The scene is set for a Sydney summer of entanglements.
The novel has been given the tag-line "dramedy" - comedy and drama. The comedy is part situational, part witty dialogue, and made me laugh out loud several times - for example when a floundering, failed, man describes a strip club as "quite well lit, actually", and, later, when a 23-year-old exclaims in dismay at the thought that she may one day be thirty. Conversations swerve and sparkle, and often manage - along with expositional asides - to comment on "modern life" in a way that to me felt thoughtful and real.
The drama of the story comes from who sleeps with whom, and who else finds out about it. The meeting, drinking, lusting, texting, and keeping-of-secrets plot line unfolds over roughly four months, starting in November 2021. The mechanics of it all are entirely plausible, but I never became fully immersed in the emotional turmoil - partly because of COVID. Was the novel written before the Omicron wave? Was (is) the pandemic really that absent from young Sydneysiders' lives? The unpredictable ebb and flow of the pandemic creates a challenge for all contemporary novels, and I don't blame Reid for the way it distracted me throughout Seeing Other People.

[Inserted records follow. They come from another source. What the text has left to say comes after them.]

// Copyright 2020 Xavier Gillard
//
// Permission is hereby granted, free of charge, to any person obtaining a copy of
// this software and associated documentation files (the "Software"), to deal in
// the Software without restriction, including without limitation the rights to
// use, copy, modify, merge, publish, distribute, sublicense, and/or sell copies of
// the Software, and to permit persons to whom the Software is furnished to do so,
// subject to the following conditions:
//
// The above copyright notice and this permission notice shall be included in all
// copies or substantial portions of the Software.
//
// THE SOFTWARE IS PROVIDED "AS IS", WITHOUT WARRANTY OF ANY KIND, EXPRESS OR
// IMPLIED, INCLUDING BUT NOT LIMITED TO THE WARRANTIES OF MERCHANTABILITY, FITNESS
// FOR A PARTICULAR PURPOSE AND NONINFRINGEMENT. IN NO EVENT SHALL THE AUTHORS OR
// COPYRIGHT HOLDERS BE LIABLE FOR ANY CLAIM, DAMAGES OR OTHER LIABILITY, WHETHER
// IN AN ACTION OF CONTRACT, TORT OR OTHERWISE, ARISING FROM, OUT OF OR IN
// CONNECTION WITH THE SOFTWARE OR THE USE OR OTHER DEALINGS IN THE SOFTWARE.

//! Mixed binary cover lifting (`spec.md` §4.4): applies when continuous
//! variables are present but no general (bound `!= 1`) integers survived
//! preprocessing.

use crate::implementation::row::WorkingRow;
use crate::{CompensatedSum, Tolerances};

/// The lifting function `φ` of §4.4, closed over the partial sums of the
/// cover's `p` largest coefficients.
fn phi(a: f64, s: &[f64], lambda: f64, p: usize) -> f64 {
    for i in 0..p {
        if a <= s[i] - lambda {
            return i as f64 * lambda;
        } else if a <= s[i] {
            return (i as f64 + 1.0) * lambda + (a - s[i]);
        }
    }
    p as f64 * lambda + (a - s[p - 1])
}

/// Lifts the cover stored in `row.cover` using the mixed-binary procedure.
/// Returns false if the first cover entry is already within `tol.epsilon`
/// of `lambda` (no room to lift).
pub fn lift_mixed_binary_cover(row: &mut WorkingRow, tol: Tolerances) -> bool {
    if row.cover.is_empty() {
        return false;
    }
    row.cover.sort_by(|&a, &b| {
        row.vals[b]
            .partial_cmp(&row.vals[a])
            .unwrap_or(std::cmp::Ordering::Equal)
    });
    let t = row.cover.len();
    let lambda = row.lambda.value();

    let mut p = t;
    for (idx, &j) in row.cover.iter().enumerate() {
        if row.vals[j] - lambda <= tol.epsilon {
            p = idx;
            break;
        }
    }
    if p == 0 {
        tracing::debug!(reason = "mixed_binary_lift_no_headroom", "lifting rejected");
        return false;
    }

    let mut s = vec![0.0_f64; p];
    let mut running = CompensatedSum::ZERO;
    for i in 0..p {
        running.add(row.vals[row.cover[i]]);
        s[i] = running.value();
    }

    let mut new_rhs = CompensatedSum::from_f64(-lambda);
    let mut is_cover = vec![false; row.len()];
    for &j in &row.cover {
        is_cover[j] = true;
    }
    for &j in &row.cover {
        let v = row.vals[j].min(lambda);
        row.vals[j] = v;
        new_rhs.add(v * row.upper[j]);
    }

    row.integral_support = true;
    for i in 0..row.len() {
        if is_cover[i] {
            continue;
        }
        if !row.integral[i] {
            if row.vals[i] < 0.0 {
                row.integral_support = false;
            } else {
                row.vals[i] = 0.0;
            }
        } else {
            row.vals[i] = phi(row.vals[i], &s, lambda, p);
        }
    }

    row.rhs = new_rhs;
    true
}

#[cfg(test)]
mod tests {
    use super::*;
    use crate::implementation::cover::determine_cover;
    use crate::Column;

    #[test]
    fn s3_mixed_binary_cover_weakens_to_lambda_bound_and_zeroes_the_continuous_term() {
        // row 5x1 + 5x2 + 3y <= 7, x binary, y continuous, solval (1,1,0).
        // The cover {x1,x2} weakens to coefficient lambda=3 on each binary
        // column. y is a non-cover continuous column with a positive
        // coefficient, so per this procedure's rule it is zeroed rather
        // than kept at its original value -- that is the one point where
        // the worked example in the design notes states a +3y term
        // survives; this implementation follows the general rule instead
        // (see DESIGN.md's reconciliation of that scenario).
        let tol = Tolerances::new(1e-6, 1e-9);
        let mut row = WorkingRow::new();
        row.load(
            &[Column(0), Column(1), Column(2)],
            &[5.0, 5.0, 3.0],
            7.0,
            &[1.0, 1.0, f64::INFINITY],
            &[1.0, 1.0, 0.0],
            &[true, true, false],
        );
        assert!(determine_cover(&mut row, tol, true, 0));
        assert_eq!(2, row.cover.len());
        assert!((row.lambda.value() - 3.0).abs() < 1e-6);
        assert!(lift_mixed_binary_cover(&mut row, tol));
        assert!((row.vals[0] - 3.0).abs() < 1e-6);
        assert!((row.vals[1] - 3.0).abs() < 1e-6);
        assert_eq!(0.0, row.vals[2]);
        assert!(row.integral_support);
        assert!((row.rhs.value() - 3.0).abs() < 1e-6);
    }

    #[test]
    fn rejects_cover_with_no_lifting_headroom() {
        let tol = Tolerances::new(1e-6, 1e-9);
        let mut row = WorkingRow::new();
        row.load(
            &[Column(0), Column(1)],
            &[1.0, 1.0],
            0.5,
            &[1.0, 1.0],
            &[1.0, 1.0],
            &[true, true],
        );
        assert!(determine_cover(&mut row, tol, true, 0));
        assert!(!lift_mixed_binary_cover(&mut row, tol));
    }
}
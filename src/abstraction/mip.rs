// Copyright 2020 Xavier Gillard
//
// Permission is hereby granted, free of charge, to any person obtaining a copy of
// this software and associated documentation files (the "Software"), to deal in
// the Software without restriction, including without limitation the rights to
// use, copy, modify, merge, publish, distribute, sublicense, and/or sell copies of
// the Software, and to permit persons to whom the Software is furnished to do so,
// subject to the following conditions:
//
// The above copyright notice and this permission notice shall be included in all
// copies or substantial portions of the Software.
//
// THE SOFTWARE IS PROVIDED "AS IS", WITHOUT WARRANTY OF ANY KIND, EXPRESS OR
// IMPLIED, INCLUDING BUT NOT LIMITED TO THE WARRANTIES OF MERCHANTABILITY, FITNESS
// FOR A PARTICULAR PURPOSE AND NONINFRINGEMENT. IN NO EVENT SHALL THE AUTHORS OR
// COPYRIGHT HOLDERS BE LIABLE FOR ANY CLAIM, DAMAGES OR OTHER LIABILITY, WHETHER
// IN AN ACTION OF CONTRACT, TORT OR OTHERWISE, ARISING FROM, OUT OF OR IN
// CONNECTION WITH THE SOFTWARE OR THE USE OR OTHER DEALINGS IN THE SOFTWARE.

use crate::Column;

/// This trait abstracts away the data every cut-generation call needs from
/// the owning MIP solver: the two tolerances of `spec.md` §3 and a handle on
/// the global/local variable domain.
pub trait MipData {
    /// The feasibility tolerance `ε_f`.
    fn feastol(&self) -> f64;
    /// The base epsilon `ε_0 <= ε_f`.
    fn epsilon(&self) -> f64;
    /// The domain (bound) collaborator.
    fn domain(&self) -> &dyn Domain;
    /// The debug-solution checker. Returns the no-op implementation when
    /// debugging is disabled (the common case).
    fn debug_solution(&self) -> &dyn super::DebugSolution;
}

/// This trait abstracts away the global/local variable domain: the bound
/// propagation collaborator that the cut-generation core only ever reads
/// from, or asks to tighten a finished cut's coefficients.
pub trait Domain {
    /// The (global, for conflicts: local) lower bound of `col`.
    fn col_lower(&self, col: Column) -> f64;
    /// The (global, for conflicts: local) upper bound of `col`, or
    /// `f64::INFINITY` when unbounded above.
    fn col_upper(&self, col: Column) -> f64;
    /// Attempts to tighten the coefficients of a finished cut `Σ vals_i x_i
    /// <= rhs` in place, using the domain's bound-strengthening logic.
    /// `rhs` is updated through the returned value.
    fn tighten_coefficients(&self, inds: &mut [Column], vals: &mut [f64], rhs: f64) -> f64;
}
// Copyright 2020 Xavier Gillard
//
// Permission is hereby granted, free of charge, to any person obtaining a copy of
// this software and associated documentation files (the "Software"), to deal in
// the Software without restriction, including without limitation the rights to
// use, copy, modify, merge, publish, distribute, sublicense, and/or sell copies of
// the Software, and to permit persons to whom the Software is furnished to do so,
// subject to the following conditions:
//
// The above copyright notice and this permission notice shall be included in all
// copies or substantial portions of the Software.
//
// THE SOFTWARE IS PROVIDED "AS IS", WITHOUT WARRANTY OF ANY KIND, EXPRESS OR
// IMPLIED, INCLUDING BUT NOT LIMITED TO THE WARRANTIES OF MERCHANTABILITY, FITNESS
// FOR A PARTICULAR PURPOSE AND NONINFRINGEMENT. IN NO EVENT SHALL THE AUTHORS OR
// COPYRIGHT HOLDERS BE LIABLE FOR ANY CLAIM, DAMAGES OR OTHER LIABILITY, WHETHER
// IN AN ACTION OF CONTRACT, TORT OR OTHERWISE, ARISING FROM, OUT OF OR IN
// CONNECTION WITH THE SOFTWARE OR THE USE OR OTHER DEALINGS IN THE SOFTWARE.

use crate::Column;

/// This trait abstracts away the (optional) debug-solution checker that a
/// host solver may wire in during development builds: a known feasible
/// solution that every cut produced along the way must not cut off. Hosts
/// that do not track a debug solution use [`NoDebugSolution`], the default
/// no-op implementation.
pub trait DebugSolution {
    /// Checks that the cut `Σ vals_i x_i <= rhs` does not separate the
    /// tracked debug solution. Implementations that have no debug solution
    /// loaded should simply return true.
    fn check_cut(&self, inds: &[Column], vals: &[f64], rhs: f64) -> bool;
}

/// The default, no-op [`DebugSolution`] used whenever a host has no debug
/// solution loaded. Always reports the cut as valid.
#[derive(Copy, Clone, Debug, Default)]
pub struct NoDebugSolution;

impl DebugSolution for NoDebugSolution {
    fn check_cut(&self, _inds: &[Column], _vals: &[f64], _rhs: f64) -> bool {
        true
    }
}
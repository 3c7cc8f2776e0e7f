// Copyright 2020 Xavier Gillard
//
// Permission is hereby granted, free of charge, to any person obtaining a copy of
// this software and associated documentation files (the "Software"), to deal in
// the Software without restriction, including without limitation the rights to
// use, copy, modify, merge, publish, distribute, sublicense, and/or sell copies of
// the Software, and to permit persons to whom the Software is furnished to do so,
// subject to the following conditions:
//
// The above copyright notice and this permission notice shall be included in all
// copies or substantial portions of the Software.
//
// THE SOFTWARE IS PROVIDED "AS IS", WITHOUT WARRANTY OF ANY KIND, EXPRESS OR
// IMPLIED, INCLUDING BUT NOT LIMITED TO THE WARRANTIES OF MERCHANTABILITY, FITNESS
// FOR A PARTICULAR PURPOSE AND NONINFRINGEMENT. IN NO EVENT SHALL THE AUTHORS OR
// COPYRIGHT HOLDERS BE LIABLE FOR ANY CLAIM, DAMAGES OR OTHER LIABILITY, WHETHER
// IN AN ACTION OF CONTRACT, TORT OR OTHERWISE, ARISING FROM, OUT OF OR IN
// CONNECTION WITH THE SOFTWARE OR THE USE OR OTHER DEALINGS IN THE SOFTWARE.

//! Cover determination: selects the subset of integer-variable positions
//! whose combined upper-bound weight exceeds `rhs`, the starting point for
//! every lifted-cover procedure.

use compare::Compare;
use ordered_float::OrderedFloat;

use crate::implementation::hash::tiebreak_hash;
use crate::implementation::row::WorkingRow;
use crate::Tolerances;

/// Orders cover candidates by descending activity contribution
/// (`solval[j] * vals[j]`), then by descending `vals[j]`, then by the
/// deterministic tie-break hash of `(col, pool_size)` — the same
/// primary/secondary/tie-break chaining idiom used elsewhere in this crate
/// for ranking candidates by more than one key.
struct CoverOrder<'a> {
    row: &'a WorkingRow,
    pool_size: usize,
}

impl Compare<usize> for CoverOrder<'_> {
    fn compare(&self, &a: &usize, &b: &usize) -> std::cmp::Ordering {
        let act_a = self.row.solval[a] * self.row.vals[a];
        let act_b = self.row.solval[b] * self.row.vals[b];
        OrderedFloat(act_b)
            .cmp(&OrderedFloat(act_a))
            .then_with(|| OrderedFloat(self.row.vals[b]).cmp(&OrderedFloat(self.row.vals[a])))
            .then_with(|| {
                let col_a = self.row.inds[a].id();
                let col_b = self.row.inds[b].id();
                tiebreak_hash(col_b, self.pool_size).cmp(&tiebreak_hash(col_a, self.pool_size))
            })
    }
}

/// Determines a knapsack cover over the integer-variable positions of
/// `row`, filling `row.cover`, `row.coverweight` and `row.lambda`.
/// `lp_sol` selects the LP-separation variant (at-upper-bound positions are
/// seeded first) versus the conflict-path variant. `pool_size` feeds the
/// tie-break hash. Returns false if no valid cover exists.
pub fn determine_cover(row: &mut WorkingRow, tol: Tolerances, lp_sol: bool, pool_size: usize) -> bool {
    let rhs = row.rhs.value();
    if rhs <= 10.0 * tol.feastol {
        tracing::debug!(reason = "rhs_too_small", "determine_cover rejected");
        return false;
    }

    let n = row.len();
    let candidates: Vec<usize> = (0..n)
        .filter(|&j| row.integral[j] && row.solval[j] > tol.feastol)
        .collect();

    let mut at_upper = Vec::new();
    let mut remainder = Vec::new();
    if lp_sol {
        for &j in &candidates {
            if row.solval[j] >= row.upper[j] - tol.feastol {
                at_upper.push(j);
            } else {
                remainder.push(j);
            }
        }
    } else {
        remainder = candidates;
    }

    let order = CoverOrder { row, pool_size };
    remainder.sort_by(|a, b| order.compare(a, b));

    let mut cover: Vec<usize> = at_upper.into_iter().chain(remainder).collect();
    let min_lambda = (10.0 * tol.feastol).max(tol.feastol * rhs.abs());

    // Greedily trim the tail: keep adding until lambda exceeds min_lambda;
    // anything appended beyond that point is unnecessary and is trimmed.
    let mut accepted_len = None;
    let mut running = crate::CompensatedSum::ZERO;
    for (idx, &j) in cover.iter().enumerate() {
        running.add(row.vals[j] * row.upper[j]);
        let mut l = running;
        l.sub(rhs);
        if l.value() > min_lambda {
            accepted_len = Some(idx + 1);
            break;
        }
    }

    let len = match accepted_len {
        Some(len) => len,
        None => {
            tracing::debug!(reason = "no_valid_cover", "determine_cover rejected");
            return false;
        }
    };

    cover.truncate(len);
    let mut coverweight = crate::CompensatedSum::ZERO;
    for &j in &cover {
        coverweight.add(row.vals[j] * row.upper[j]);
    }
    coverweight.renormalize();
    let mut lambda = coverweight;
    lambda.sub(rhs);
    lambda.renormalize();

    if cover.is_empty() || lambda.value() <= min_lambda {
        tracing::debug!(reason = "no_valid_cover", "determine_cover rejected");
        return false;
    }

    row.cover = cover;
    row.coverweight = coverweight;
    row.lambda = lambda;
    true
}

I do, however, wonder whether the problem could have been partly solved by giving the world some time to settle down, and the manuscript some time to rest. It's not just about the pandemic - Seeing Other People gives the impression of having been written in a hurry. Rough patches include a vague job that - only when convenient - requires after-midnight hours; a confusing scene in which Helen seems to have become invisible; parental relationships hinting at a history that perhaps could have been developed further. The story is also told in close third person. The perspective roughly alternates between Eleanor, Charlie, and Helen, creating an occasional blur when they are all in the same scene.
That said, I devoured Seeing Other People in a weekend. According to its publishers, it's the "hot summer novel you don't want to miss", and there is no doubt it'll be hotly discussed, given the runaway success of Reid's first novel, Love & Virtue. The cover of Seeing Other People shows three women arrayed on beach towels, and if you're heading to the beach and need a light, funny read, this book will deliver that for you. I look forward to reading whatever Diana Reid writes next.